Cloning and expression of murine hematopoietic specific chromatin remodeling gene SMARCA5

Mouse erythroleukemia cell line was used to generate a library of genes expressed during erythroid differentiation induced by N,N′-hexamethylene-bis-acetamide (HMBA). By subtraction hybridization we detected 63 genes encoding DNA binding molecules, chromatin remodeling genes, signaling proteins, translation regulating factors, metabolic enzymes, mitochondrial genes and expressed sequence tags (EST). The differential gene expression pattern was further confirmed by northern blotting. We used mouse model of accelerated erythropoiesis induced by phenylhydrazine and carbon monoxide-induced hypoxia.

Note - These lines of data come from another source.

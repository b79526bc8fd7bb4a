//! Draws a loaded slide into a ratatui buffer. The same drawing code feeds
//! the interactive viewer and the headless capture used by exports.

use ratatui::buffer::Buffer;
use ratatui::layout::{Constraint, Direction, Layout, Rect};
use ratatui::style::{Color, Modifier, Style};
use ratatui::symbols::Marker;
use ratatui::text::{Line, Span};
use ratatui::widgets::canvas::{Canvas, Circle, Context, Line as CanvasLine, Points, Rectangle};
use ratatui::widgets::{Block, Borders, Cell, Paragraph, Row, Table, Widget, Wrap};

use crate::bowler_table::{BOWLER_TABLE_HEADERS, bowler_table};
use crate::cell_tone::{Tone, hex_color, prettify_label};
use crate::charts::{
    OverMode, OverStack, RADAR_MAX, ScatterMetric, ScatterScope, bowler_stacks,
    pacer_spinner_stacks, radar_axes, scatter_view,
};
use crate::field_maps::{
    PITCH_CANVAS, UNMAPPED_POSITION, WAGON_CANVAS, WAGON_MAX_RADIUS, pitch_dots, wagon_view,
};
use crate::nba_insights::{NbaInsights, player_insights, team_insights};
use crate::state::{
    BowlingStats, Insights, NBA_AWAY_TEAM, NBA_HOME_TEAM, NbaBundle, NbaPlayerStats,
    NbaTeamStats, OverByOverBundle, PlayerBundle, ReadySlide, ScatterPoint, SlideData,
    TeamBundle, VenueBundle,
};
use crate::strike_zones::{LINES, zone_grid};
use crate::venue_tables::{DECISION_HEADERS, SITUATION_HEADERS, decision_rows, situation_rows};

pub const BACKGROUND: Color = Color::Rgb(17, 24, 39);
pub const PANEL_BORDER: Color = Color::Rgb(55, 65, 81);
pub const ACCENT: Color = Color::Rgb(79, 209, 199);
pub const TEXT: Color = Color::Rgb(229, 231, 235);
pub const MUTED: Color = Color::Rgb(156, 163, 175);
pub const WARN: Color = Color::Rgb(250, 204, 21);
const FIELD_GREEN: Color = Color::Rgb(22, 163, 74);
const FIELD_DARK: Color = Color::Rgb(21, 128, 61);
const PITCH_BROWN: Color = Color::Rgb(146, 64, 14);

/// View toggles that change what a slide shows without refetching.
#[derive(Debug, Clone, Default)]
pub struct ViewOptions {
    pub scatter_metric: ScatterMetric,
    pub over_mode: OverMode,
    /// "Slide i of n" shown in the header when set.
    pub position_label: Option<String>,
}

pub fn render_slide(ready: &ReadySlide, opts: &ViewOptions, area: Rect, buf: &mut Buffer) {
    Block::default()
        .style(Style::default().bg(BACKGROUND).fg(TEXT))
        .render(area, buf);

    let notes = ready.notes.as_deref().filter(|n| !n.trim().is_empty());
    let mut constraints = vec![Constraint::Length(2), Constraint::Min(4)];
    if notes.is_some() {
        constraints.push(Constraint::Length(5));
    }
    if ready.is_degraded() {
        constraints.push(Constraint::Length(1));
    }
    let chunks = Layout::default()
        .direction(Direction::Vertical)
        .constraints(constraints)
        .split(area);

    render_header(ready, opts, chunks[0], buf);
    match &ready.data {
        SlideData::Player(bundle) => render_player(&ready.slide.data, bundle, opts, chunks[1], buf),
        SlideData::Team(bundle) => render_team(&ready.slide.data, bundle, opts, chunks[1], buf),
        SlideData::OverByOver(bundle) => {
            render_over_by_over(&ready.slide.data, bundle, opts, chunks[1], buf)
        }
        SlideData::Venue(bundle) => render_venue(bundle, chunks[1], buf),
        SlideData::Nba(bundle) => render_nba(bundle, chunks[1], buf),
    }

    let mut next = 2;
    if let Some(text) = notes {
        Paragraph::new(text.to_string())
            .wrap(Wrap { trim: true })
            .style(Style::default().fg(TEXT))
            .block(panel("Analyst Comments"))
            .render(chunks[next], buf);
        next += 1;
    }
    if ready.is_degraded() {
        let msg = format!(
            "Some data could not be loaded ({} read group(s) failed)",
            ready.errors.len()
        );
        Paragraph::new(msg)
            .style(Style::default().fg(WARN))
            .render(chunks[next], buf);
    }
}

fn render_header(ready: &ReadySlide, opts: &ViewOptions, area: Rect, buf: &mut Buffer) {
    let mut spans = vec![Span::styled(
        ready.slide.title.clone(),
        Style::default().fg(ACCENT).add_modifier(Modifier::BOLD),
    )];
    if let Some(opp) = ready.opposition.as_deref() {
        spans.push(Span::styled(
            format!("   vs {opp}"),
            Style::default().fg(MUTED),
        ));
    }
    if let Some(label) = opts.position_label.as_deref() {
        spans.push(Span::styled(format!("   {label}"), Style::default().fg(MUTED)));
    }
    Paragraph::new(Line::from(spans))
        .block(Block::default().borders(Borders::BOTTOM).border_style(Style::default().fg(PANEL_BORDER)))
        .render(area, buf);
}

fn panel(title: &str) -> Block<'static> {
    Block::default()
        .title(Span::styled(
            format!(" {title} "),
            Style::default().fg(TEXT).add_modifier(Modifier::BOLD),
        ))
        .borders(Borders::ALL)
        .border_style(Style::default().fg(PANEL_BORDER))
}

fn split(direction: Direction, constraints: &[Constraint], area: Rect) -> std::rc::Rc<[Rect]> {
    Layout::default()
        .direction(direction)
        .constraints(constraints.to_vec())
        .split(area)
}

fn placeholder(title: &str, message: &str, area: Rect, buf: &mut Buffer) {
    Paragraph::new(Span::styled(message.to_string(), Style::default().fg(MUTED)))
        .alignment(ratatui::layout::Alignment::Center)
        .block(panel(title))
        .render(area, buf);
}

fn bullet_list(title: &str, items: &[String], bullet: &str, color: Color, area: Rect, buf: &mut Buffer) {
    if items.is_empty() {
        placeholder(title, "Nothing to show", area, buf);
        return;
    }
    let lines: Vec<Line> = items
        .iter()
        .map(|item| {
            Line::from(vec![
                Span::styled(format!("{bullet} "), Style::default().fg(color)),
                Span::styled(item.clone(), Style::default().fg(TEXT)),
            ])
        })
        .collect();
    Paragraph::new(lines)
        .wrap(Wrap { trim: true })
        .block(panel(title))
        .render(area, buf);
}

fn render_insights(insights: &Insights, area: Rect, buf: &mut Buffer) {
    let cols = split(
        Direction::Horizontal,
        &[
            Constraint::Percentage(34),
            Constraint::Percentage(33),
            Constraint::Percentage(33),
        ],
        area,
    );
    bullet_list("AI Insights", &insights.ai_insights, "•", ACCENT, cols[0], buf);
    bullet_list("Strengths", &insights.strengths, "✓", Tone::Favorable.color(), cols[1], buf);
    bullet_list(
        "Areas for Improvement",
        &insights.areas_for_improvement,
        "!",
        Tone::Unfavorable.color(),
        cols[2],
        buf,
    );
}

The differential expression kinetics of subtracted genes was found during in vivo accelerated erythropoiesis but not during hypoxia. We studied the tissue-specific expression of the ESTs and out of them cloned a murine cDNA of a novel hematopoietic specific chromatin remodeling gene SMARCA5 from cDNA library. Moreover, SMARCA5 is expressed in two transcriptional variants: 4 and 5 kb. In MEL cells and in phenylhydrazine-stimulated mice, SMARCA5 was silenced in hematopoietic cells entering the genetic program of erythroid differentiation. We screened a murine genomic BAC library and isolated SMARCA5 gene which is being further analyzed. Our results demonstrating differentially expressed genes in erythropoiesis are supported by recent studies [Gubin et al. Genomics 59(2):168–77, (1999)] on primary erythroid cells stimulated by erythropoietin.